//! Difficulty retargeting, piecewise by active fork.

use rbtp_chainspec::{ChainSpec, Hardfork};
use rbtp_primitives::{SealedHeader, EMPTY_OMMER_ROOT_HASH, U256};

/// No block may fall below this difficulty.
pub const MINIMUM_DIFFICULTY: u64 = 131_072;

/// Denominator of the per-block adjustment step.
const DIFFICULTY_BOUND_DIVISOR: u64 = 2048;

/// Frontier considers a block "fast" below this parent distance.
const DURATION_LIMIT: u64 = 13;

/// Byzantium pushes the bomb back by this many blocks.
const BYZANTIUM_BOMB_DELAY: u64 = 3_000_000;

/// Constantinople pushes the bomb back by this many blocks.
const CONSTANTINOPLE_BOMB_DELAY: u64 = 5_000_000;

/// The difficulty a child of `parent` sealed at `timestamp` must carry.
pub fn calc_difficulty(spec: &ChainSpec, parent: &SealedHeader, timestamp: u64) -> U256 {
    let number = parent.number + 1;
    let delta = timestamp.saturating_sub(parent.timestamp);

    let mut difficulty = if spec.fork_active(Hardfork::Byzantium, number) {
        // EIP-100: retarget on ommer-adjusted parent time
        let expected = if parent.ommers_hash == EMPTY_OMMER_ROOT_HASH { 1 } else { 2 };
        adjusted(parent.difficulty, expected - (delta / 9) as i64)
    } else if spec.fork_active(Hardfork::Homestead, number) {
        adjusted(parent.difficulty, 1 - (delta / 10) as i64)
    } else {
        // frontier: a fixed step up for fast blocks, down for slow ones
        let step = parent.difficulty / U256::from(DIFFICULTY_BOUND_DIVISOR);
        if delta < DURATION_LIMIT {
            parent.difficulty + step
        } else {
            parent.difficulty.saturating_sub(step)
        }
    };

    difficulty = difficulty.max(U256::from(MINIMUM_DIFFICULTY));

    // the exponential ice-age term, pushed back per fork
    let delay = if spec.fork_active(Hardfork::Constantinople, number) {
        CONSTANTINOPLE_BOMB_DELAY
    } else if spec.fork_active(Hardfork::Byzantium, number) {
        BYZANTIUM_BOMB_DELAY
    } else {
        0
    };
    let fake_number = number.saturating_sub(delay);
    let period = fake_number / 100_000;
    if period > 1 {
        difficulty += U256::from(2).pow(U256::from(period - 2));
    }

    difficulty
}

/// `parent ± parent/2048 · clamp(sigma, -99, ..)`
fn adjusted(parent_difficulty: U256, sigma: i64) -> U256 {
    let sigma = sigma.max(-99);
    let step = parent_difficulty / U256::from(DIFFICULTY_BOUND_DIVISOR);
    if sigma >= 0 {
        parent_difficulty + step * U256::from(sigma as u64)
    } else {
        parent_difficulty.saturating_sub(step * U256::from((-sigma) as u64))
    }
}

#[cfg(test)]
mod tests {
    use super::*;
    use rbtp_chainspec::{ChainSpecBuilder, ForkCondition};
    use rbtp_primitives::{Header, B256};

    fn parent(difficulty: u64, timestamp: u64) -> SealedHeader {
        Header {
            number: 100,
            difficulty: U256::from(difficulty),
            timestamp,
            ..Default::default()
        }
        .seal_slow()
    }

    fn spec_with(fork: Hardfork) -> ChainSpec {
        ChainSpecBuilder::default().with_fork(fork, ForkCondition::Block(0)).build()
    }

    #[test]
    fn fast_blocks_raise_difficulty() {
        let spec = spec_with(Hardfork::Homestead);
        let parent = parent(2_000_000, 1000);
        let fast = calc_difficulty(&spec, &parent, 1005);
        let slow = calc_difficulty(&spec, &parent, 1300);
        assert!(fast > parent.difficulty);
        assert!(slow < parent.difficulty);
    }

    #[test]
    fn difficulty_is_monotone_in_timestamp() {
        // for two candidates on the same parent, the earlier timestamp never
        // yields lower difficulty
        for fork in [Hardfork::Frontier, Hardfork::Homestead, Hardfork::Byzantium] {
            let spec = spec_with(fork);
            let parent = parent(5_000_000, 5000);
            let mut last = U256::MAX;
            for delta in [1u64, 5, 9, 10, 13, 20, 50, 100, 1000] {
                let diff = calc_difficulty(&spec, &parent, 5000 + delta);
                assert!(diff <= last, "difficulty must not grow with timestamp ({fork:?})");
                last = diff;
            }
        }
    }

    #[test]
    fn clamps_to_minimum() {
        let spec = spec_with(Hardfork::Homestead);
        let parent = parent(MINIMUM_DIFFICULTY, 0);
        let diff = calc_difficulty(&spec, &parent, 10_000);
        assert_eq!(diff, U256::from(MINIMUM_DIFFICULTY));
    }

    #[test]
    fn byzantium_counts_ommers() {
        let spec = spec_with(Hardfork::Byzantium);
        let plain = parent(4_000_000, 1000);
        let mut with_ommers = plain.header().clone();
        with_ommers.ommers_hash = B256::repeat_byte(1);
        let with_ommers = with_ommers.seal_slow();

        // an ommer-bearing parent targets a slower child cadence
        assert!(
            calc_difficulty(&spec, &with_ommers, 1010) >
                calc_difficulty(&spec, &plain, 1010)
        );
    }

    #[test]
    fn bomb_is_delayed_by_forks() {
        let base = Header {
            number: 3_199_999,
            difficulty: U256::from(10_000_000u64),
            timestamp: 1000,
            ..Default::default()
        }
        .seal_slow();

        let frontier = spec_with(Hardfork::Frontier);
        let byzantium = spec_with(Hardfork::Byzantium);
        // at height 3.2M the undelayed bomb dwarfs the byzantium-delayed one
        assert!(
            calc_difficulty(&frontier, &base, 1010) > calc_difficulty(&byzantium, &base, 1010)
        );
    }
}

* * * * *

§ **TO DO**: Your task is to set down all of the entries exactly as they appear.

§ **OUTPUT BELOW**:
//! Difficulty retargeting, piecewise by active fork.

use rbtp_chainspec::{ChainSpec, Hardfork};
use rbtp_primitives::{SealedHeader, EMPTY_OMMER_ROOT_HASH, U256};

/// No block may fall below this difficulty.
pub const MINIMUM_DIFFICULTY: u64 = 131_072;

/// Denominator of the per-block adjustment step.
const DIFFICULTY_BOUND_DIVISOR: u64 = 2048;

/// Frontier considers a block "fast" below this parent distance.
const DURATION_LIMIT: u64 = 13;

/// Byzantium pushes the bomb back by this many blocks.
const BYZANTIUM_BOMB_DELAY: u64 = 3_000_000;

/// Constantinople pushes the bomb back by this many blocks.
const CONSTANTINOPLE_BOMB_DELAY: u64 = 5_000_000;

/// The difficulty a child of `parent` sealed at `timestamp` must carry.
pub fn calc_difficulty(spec: &ChainSpec, parent: &SealedHeader, timestamp: u64) -> U256 {
    let number = parent.number + 1;
    let delta = timestamp.saturating_sub(parent.timestamp);

    let mut difficulty = if spec.fork_active(Hardfork::Byzantium, number) {
        // EIP-100: retarget on ommer-adjusted parent time
        let expected = if parent.ommers_hash == EMPTY_OMMER_ROOT_HASH { 1 } else { 2 };
        adjusted(parent.difficulty, expected - (delta / 9) as i64)
    } else if spec.fork_active(Hardfork::Homestead, number) {
        adjusted(parent.difficulty, 1 - (delta / 10) as i64)
    } else {
        // frontier: a fixed step up for fast blocks, down for slow ones
        let step = parent.difficulty / U256::from(DIFFICULTY_BOUND_DIVISOR);
        if delta < DURATION_LIMIT {
            parent.difficulty + step
        } else {
            parent.difficulty.saturating_sub(step)
        }
    };

    difficulty = difficulty.max(U256::from(MINIMUM_DIFFICULTY));

    // the exponential ice-age term, pushed back per fork
    let delay = if spec.fork_active(Hardfork::Constantinople, number) {
        CONSTANTINOPLE_BOMB_DELAY
    } else if spec.fork_active(Hardfork::Byzantium, number) {
        BYZANTIUM_BOMB_DELAY
    } else {
        0
    };
    let fake_number = number.saturating_sub(delay);
    let period = fake_number / 100_000;
    if period > 1 {
        difficulty += U256::from(2).pow(U256::from(period - 2));
    }

    difficulty
}

/// `parent ± parent/2048 · clamp(sigma, -99, ..)`
fn adjusted(parent_difficulty: U256, sigma: i64) -> U256 {
    let sigma = sigma.max(-99);
    let step = parent_difficulty / U256::from(DIFFICULTY_BOUND_DIVISOR);
    if sigma >= 0 {
        parent_difficulty + step * U256::from(sigma as u64)
    } else {
        parent_difficulty.saturating_sub(step * U256::from((-sigma) as u64))
    }
}

#[cfg(test)]
mod tests {
    use super::*;
    use rbtp_chainspec::{ChainSpecBuilder, ForkCondition};
    use rbtp_primitives::{Header, B256};

    fn parent(difficulty: u64, timestamp: u64) -> SealedHeader {
        Header {
            number: 100,
            difficulty: U256::from(difficulty),
            timestamp,
            ..Default::default()
        }
        .seal_slow()
    }

    fn spec_with(fork: Hardfork) -> ChainSpec {
        ChainSpecBuilder::default().with_fork(fork, ForkCondition::Block(0)).build()
    }

    #[test]
    fn fast_blocks_raise_difficulty() {
        let spec = spec_with(Hardfork::Homestead);
        let parent = parent(2_000_000, 1000);
        let fast = calc_difficulty(&spec, &parent, 1005);
        let slow = calc_difficulty(&spec, &parent, 1300);
        assert!(fast > parent.difficulty);
        assert!(slow < parent.difficulty);
    }

    #[test]
    fn difficulty_is_monotone_in_timestamp() {
        // for two candidates on the same parent, the earlier timestamp never
        // yields lower difficulty
        for fork in [Hardfork::Frontier, Hardfork::Homestead, Hardfork::Byzantium] {
            let spec = spec_with(fork);
            let parent = parent(5_000_000, 5000);
            let mut last = U256::MAX;
            for delta in [1u64, 5, 9, 10, 13, 20, 50, 100, 1000] {
                let diff = calc_difficulty(&spec, &parent, 5000 + delta);
                assert!(diff <= last, "difficulty must not grow with timestamp ({fork:?})");
                last = diff;
            }
        }
    }

    #[test]
    fn clamps_to_minimum() {
        let spec = spec_with(Hardfork::Homestead);
        let parent = parent(MINIMUM_DIFFICULTY, 0);
        let diff = calc_difficulty(&spec, &parent, 10_000);
        assert_eq!(diff, U256::from(MINIMUM_DIFFICULTY));
    }

    #[test]
    fn byzantium_counts_ommers() {
        let spec = spec_with(Hardfork::Byzantium);
        let plain = parent(4_000_000, 1000);
        let mut with_ommers = plain.header().clone();
        with_ommers.ommers_hash = B256::repeat_byte(1);
        let with_ommers = with_ommers.seal_slow();

        // an ommer-bearing parent targets a slower child cadence
        assert!(
            calc_difficulty(&spec, &with_ommers, 1010) >
                calc_difficulty(&spec, &plain, 1010)
        );
    }

    #[test]
    fn bomb_is_delayed_by_forks() {
        let base = Header {
            number: 3_199_999,
            difficulty: U256::from(10_000_000u64),
            timestamp: 1000,
            ..Default::default()
        }
        .seal_slow();

        let frontier = spec_with(Hardfork::Frontier);
        let byzantium = spec_with(Hardfork::Byzantium);
        // at height 3.2M the undelayed bomb dwarfs the byzantium-delayed one
        assert!(
            calc_difficulty(&frontier, &base, 1010) > calc_difficulty(&byzantium, &base, 1010)
        );
    }
}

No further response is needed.